Personal information
- Full name: Elgabry Ricardo Rangel Especiano
- Date of birth: 3 April 1982 (age 42)
- Place of birth: Tuxpan, Nayarit, Mexico
- Height: 1.62 m (5 ft 4 in)
- Position(s): Midfielder

Senior career*
- Years: Team / Apps / (Gls)
- 2002–2007: Santos Laguna / 133 / (10)
- 2007–2012: Estudiantes Tecos / 140 / (7)
- 2012–2013: Chiapas / 9 / (0)
- 2013–2014: Estudiantes Tecos / 32 / (2)
- 2014–2015: Zacatecas / 19 / (0)
- 2016–2017: Tepic / 3 / (0)
- Total:  / 336 / (19)

= Elgabry Rangel =

Mexican footballer (born 1982)

Elgabry Ricardo Rangel Especiano (born 3 April 1982) is a former Mexican footballer who last played as a midfielder for Coras de Tepic in the Ascenso MX.

==Santos Laguna==
Rangel began his career with Santos Laguna, and made his debut for them on 25 August 2002 in the Primera División de México Apertura 2002 tournament.
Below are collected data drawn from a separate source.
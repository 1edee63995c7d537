//! Capability grants for mutating entry points.

use crate::error::LedgerError;
use rebase_types::AccountId;
use serde::{Deserialize, Serialize};
use std::collections::{BTreeSet, HashMap};
use std::fmt;

/// A capability a caller must hold to reach a mutating entry point.
#[derive(Clone, Copy, Debug, PartialEq, Eq, PartialOrd, Ord, Hash, Serialize, Deserialize)]
pub enum Role {
    /// May call `credit` / `mint`.
    Mint,
    /// May call `debit` / `burn`.
    Burn,
    /// May lower the global base rate.
    RateAdmin,
}

impl fmt::Display for Role {
    fn fmt(&self, f: &mut fmt::Formatter<'_>) -> fmt::Result {
        let name = match self {
            Self::Mint => "mint",
            Self::Burn => "burn",
            Self::RateAdmin => "rate-admin",
        };
        f.write_str(name)
    }
}

/// Who may do what on one ledger instance.
///
/// The owner implicitly holds `RateAdmin` and is the only account allowed to
/// grant or revoke roles.
#[derive(Clone, Debug, Serialize, Deserialize)]
pub struct Authority {
    owner: AccountId,
    grants: HashMap<AccountId, BTreeSet<Role>>,
}

impl Authority {
    pub fn new(owner: AccountId) -> Self {
        Self {
            owner,
            grants: HashMap::new(),
        }
    }

    pub fn owner(&self) -> &AccountId {
        &self.owner
    }

    pub fn has_role(&self, account: &AccountId, role: Role) -> bool {
        if role == Role::RateAdmin && *account == self.owner {
            return true;
        }
        self.grants
            .get(account)
            .is_some_and(|roles| roles.contains(&role))
    }

    /// Fail with `Unauthorized` unless `caller` holds `role`.
    pub fn require(&self, caller: &AccountId, role: Role) -> Result<(), LedgerError> {
        if self.has_role(caller, role) {
            Ok(())
        } else {
            Err(LedgerError::Unauthorized {
                caller: caller.clone(),
                role,
            })
        }
    }

    /// Grant `role` to `account`. Returns false if it was already held.
    pub fn grant(
        &mut self,
        caller: &AccountId,
        account: &AccountId,
        role: Role,
    ) -> Result<bool, LedgerError> {
        self.require_owner(caller, role)?;
        Ok(self.grants.entry(account.clone()).or_default().insert(role))
    }

    /// Revoke `role` from `account`. Returns false if it was not held.
    pub fn revoke(
        &mut self,
        caller: &AccountId,
        account: &AccountId,
        role: Role,
    ) -> Result<bool, LedgerError> {
        self.require_owner(caller, role)?;
        let removed = match self.grants.get_mut(account) {
            Some(roles) => roles.remove(&role),
            None => false,
        };
        if self.grants.get(account).is_some_and(BTreeSet::is_empty) {
            self.grants.remove(account);
        }
        Ok(removed)
    }

    fn require_owner(&self, caller: &AccountId, role: Role) -> Result<(), LedgerError> {
        if *caller == self.owner {
            Ok(())
        } else {
            Err(LedgerError::Unauthorized {
                caller: caller.clone(),
                role,
            })
        }
    }
}

#[cfg(test)]
mod tests {
    use super::*;

    fn id(s: &str) -> AccountId {
        AccountId::new(s)
    }

    #[test]
    fn owner_is_rate_admin_but_not_minter() {
        let auth = Authority::new(id("owner"));
        assert!(auth.has_role(&id("owner"), Role::RateAdmin));
        assert!(!auth.has_role(&id("owner"), Role::Mint));
    }

    #[test]
    fn grant_and_revoke_round_trip() {
        let mut auth = Authority::new(id("owner"));
        assert!(auth.grant(&id("owner"), &id("pool"), Role::Mint).unwrap());
        assert!(!auth.grant(&id("owner"), &id("pool"), Role::Mint).unwrap());
        assert!(auth.require(&id("pool"), Role::Mint).is_ok());
        assert!(auth.revoke(&id("owner"), &id("pool"), Role::Mint).unwrap());
        assert!(auth.require(&id("pool"), Role::Mint).is_err());
    }

    #[test]
    fn only_owner_can_grant() {
        let mut auth = Authority::new(id("owner"));
        let err = auth.grant(&id("mallory"), &id("mallory"), Role::Mint).unwrap_err();
        assert!(matches!(err, LedgerError::Unauthorized { .. }));
        assert!(!auth.has_role(&id("mallory"), Role::Mint));
    }
}
//! Fixed-point helpers for interest accrual.
//!
//! Rates are unsigned fixed-point values with 18 decimals: `1.0 == SCALE`.
//! Products of a balance and a growth factor routinely exceed `u128`
//! (a 10^24 balance times a 10^18-scaled factor), so `mul_div` carries a
//! 256-bit intermediate and only fails when the *quotient* does not fit.

use primitive_types::U256;

/// Fixed-point scale: `10^18` represents `1.0`.
pub const SCALE: u128 = 1_000_000_000_000_000_000;

/// `floor(a * b / divisor)` with a 256-bit intermediate.
///
/// Returns `None` when `divisor` is zero or the quotient exceeds `u128::MAX`.
pub fn mul_div(a: u128, b: u128, divisor: u128) -> Option<u128> {
    let quotient = U256::from(a)
        .checked_mul(U256::from(b))?
        .checked_div(U256::from(divisor))?;
    if quotient > U256::from(u128::MAX) {
        return None;
    }
    Some(quotient.as_u128())
}
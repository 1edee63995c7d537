//! Transport-level request validation.

use crate::message::{LockOrBurnRequest, ReleaseOrMintRequest};
use rebase_types::{AccountId, DomainId, TokenId};
use std::collections::{HashMap, HashSet};

/// Validation hook the transport collaborator supplies.
///
/// Returning `Err(reason)` aborts the bridge operation before any ledger call.
pub trait TransferPolicy {
    fn validate_lock_or_burn(&self, request: &LockOrBurnRequest) -> Result<(), String>;
    fn validate_release_or_mint(&self, request: &ReleaseOrMintRequest) -> Result<(), String>;

    /// Token identifier the given remote domain expects, if it is known.
    fn remote_token(&self, domain: &DomainId) -> Option<TokenId>;
}

/// The counterpart of this adapter on another domain.
#[derive(Clone, Debug, PartialEq, Eq)]
pub struct RemoteDomain {
    /// Token identifier on the remote domain.
    pub token: TokenId,
    /// Adapter account on the remote domain that is allowed to send to us.
    pub adapter: AccountId,
}

/// Allow-list policy: known remote domains, a pause switch, and an optional
/// sender allow-list.
#[derive(Clone, Debug, Default)]
pub struct PoolPolicy {
    remotes: HashMap<DomainId, RemoteDomain>,
    paused: bool,
    /// `None` means every sender may bridge out.
    allowed_senders: Option<HashSet<AccountId>>,
}

impl PoolPolicy {
    pub fn new() -> Self {
        Self::default()
    }

    pub fn with_remote(mut self, domain: DomainId, remote: RemoteDomain) -> Self {
        self.remotes.insert(domain, remote);
        self
    }

    pub fn remote(&self, domain: &DomainId) -> Option<&RemoteDomain> {
        self.remotes.get(domain)
    }

    pub fn set_paused(&mut self, paused: bool) {
        self.paused = paused;
    }

    pub fn is_paused(&self) -> bool {
        self.paused
    }

    /// Restrict outbound transfers to the given senders.
    pub fn restrict_senders(&mut self, senders: impl IntoIterator<Item = AccountId>) {
        self.allowed_senders = Some(senders.into_iter().collect());
    }
}

impl TransferPolicy for PoolPolicy {
    fn validate_lock_or_burn(&self, request: &LockOrBurnRequest) -> Result<(), String> {
        if self.paused {
            return Err("adapter is paused".into());
        }
        if !self.remotes.contains_key(&request.remote_domain) {
            return Err(format!("unsupported remote domain {}", request.remote_domain));
        }
        if !request.receiver.is_valid() {
            return Err(format!("invalid receiver {:?}", request.receiver.as_str()));
        }
        if let Some(allowed) = &self.allowed_senders {
            if !allowed.contains(&request.original_sender) {
                return Err(format!("sender {} is not allow-listed", request.original_sender));
            }
        }
        Ok(())
    }

    fn validate_release_or_mint(&self, request: &ReleaseOrMintRequest) -> Result<(), String> {
        if self.paused {
            return Err("adapter is paused".into());
        }
        let Some(remote) = self.remotes.get(&request.source_domain) else {
            return Err(format!("unsupported source domain {}", request.source_domain));
        };
        if remote.adapter != request.source_adapter {
            return Err(format!(
                "unexpected source adapter {} for {}",
                request.source_adapter, request.source_domain
            ));
        }
        if !request.receiver.is_valid() {
            return Err(format!("invalid receiver {:?}", request.receiver.as_str()));
        }
        Ok(())
    }

    fn remote_token(&self, domain: &DomainId) -> Option<TokenId> {
        self.remotes.get(domain).map(|remote| remote.token.clone())
    }
}

#[cfg(test)]
mod tests {
    use super::*;

    fn policy() -> PoolPolicy {
        PoolPolicy::new().with_remote(
            DomainId::new(2),
            RemoteDomain {
                token: TokenId::new("rbt-b"),
                adapter: AccountId::new("pool-b"),
            },
        )
    }

    fn outbound(receiver: &str) -> LockOrBurnRequest {
        LockOrBurnRequest {
            original_sender: AccountId::new("alice"),
            receiver: AccountId::new(receiver),
            remote_domain: DomainId::new(2),
            amount: 10,
        }
    }

    fn inbound(adapter: &str) -> ReleaseOrMintRequest {
        ReleaseOrMintRequest {
            source_domain: DomainId::new(2),
            source_adapter: AccountId::new(adapter),
            original_sender: AccountId::new("alice"),
            receiver: AccountId::new("bob"),
            amount: 10,
            source_pool_data: vec![0; 32],
        }
    }

    #[test]
    fn known_remote_passes() {
        let policy = policy();
        assert!(policy.validate_lock_or_burn(&outbound("bob")).is_ok());
        assert!(policy.validate_release_or_mint(&inbound("pool-b")).is_ok());
        assert_eq!(policy.remote_token(&DomainId::new(2)), Some(TokenId::new("rbt-b")));
        assert_eq!(policy.remote_token(&DomainId::new(3)), None);
    }

    #[test]
    fn blank_receiver_is_rejected() {
        assert!(policy().validate_lock_or_burn(&outbound("")).is_err());
        assert!(policy().validate_lock_or_burn(&outbound(" bob")).is_err());
    }

    #[test]
    fn impostor_source_adapter_is_rejected() {
        let err = policy().validate_release_or_mint(&inbound("mallory")).unwrap_err();
        assert!(err.contains("mallory"));
    }

    #[test]
    fn pause_blocks_both_directions() {
        let mut policy = policy();
        policy.set_paused(true);
        assert!(policy.is_paused());
        assert!(policy.validate_lock_or_burn(&outbound("bob")).is_err());
        assert!(policy.validate_release_or_mint(&inbound("pool-b")).is_err());
    }
}
//! Snapshot persistence through a [`LedgerStore`].

use crate::account::Account;
use crate::auth::Authority;
use crate::engine::AccrualLedger;
use crate::error::LedgerError;
use crate::event::EventBus;
use crate::rate::RateController;
use rebase_store::{LedgerStore, StoreError};
use rebase_types::AccountId;
use std::collections::HashMap;

const META_RATES: &[u8] = b"rate_controller";
const META_AUTHORITY: &[u8] = b"authority";
const META_ALLOWANCES: &[u8] = b"allowances";

fn encode<T: serde::Serialize>(value: &T) -> Result<Vec<u8>, LedgerError> {
    bincode::serialize(value).map_err(|e| LedgerError::Serialization(e.to_string()))
}

fn decode<T: serde::de::DeserializeOwned>(bytes: &[u8]) -> Result<T, LedgerError> {
    bincode::deserialize(bytes).map_err(|e| LedgerError::Serialization(e.to_string()))
}

impl AccrualLedger {
    /// Persist every account record plus the global state to `store`.
    pub fn save_to_store(&self, store: &dyn LedgerStore) -> Result<(), LedgerError> {
        store.put_meta(META_RATES, &encode(&self.rates)?)?;
        store.put_meta(META_AUTHORITY, &encode(&self.authority)?)?;

        let allowances: Vec<(&(AccountId, AccountId), &u128)> = self.allowances.iter().collect();
        store.put_meta(META_ALLOWANCES, &encode(&allowances)?)?;

        for (id, record) in &self.accounts {
            store.put_account(id, &encode(record)?)?;
        }
        tracing::debug!(accounts = self.accounts.len(), "ledger snapshot saved");
        Ok(())
    }

    /// Restore a ledger from `store`. Event listeners are not persisted.
    pub fn load_from_store(store: &dyn LedgerStore) -> Result<Self, LedgerError> {
        let rates: RateController = match store.get_meta(META_RATES)? {
            Some(bytes) => decode(&bytes)?,
            None => return Err(StoreError::NotFound("rate_controller".into()).into()),
        };
        let authority: Authority = match store.get_meta(META_AUTHORITY)? {
            Some(bytes) => decode(&bytes)?,
            None => return Err(StoreError::NotFound("authority".into()).into()),
        };
        let allowances: HashMap<(AccountId, AccountId), u128> =
            match store.get_meta(META_ALLOWANCES)? {
                Some(bytes) => decode::<Vec<((AccountId, AccountId), u128)>>(&bytes)?
                    .into_iter()
                    .collect(),
                None => HashMap::new(),
            };

        let mut accounts = HashMap::new();
        for (id, bytes) in store.iter_accounts()? {
            let record: Account = decode(&bytes)?;
            accounts.insert(id, record);
        }
        tracing::debug!(accounts = accounts.len(), "ledger snapshot loaded");

        Ok(Self {
            accounts,
            allowances,
            rates,
            authority,
            events: EventBus::new(),
        })
    }
}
In total he made 130 appearances in the Primera Division with Santos, before moving to Estudiantes Tecos for the Primera División de México Apertura 2007 tournament.

==Tecos UAG==
As of the end of the 2009–10 Primera División de México season Rangel had made 80 Primera appearances for Tecos, scoring on 3 occasions. Rangel scored his first goal for Tecos against Necaxa in the 63rd minute of their match on 14 February 2009.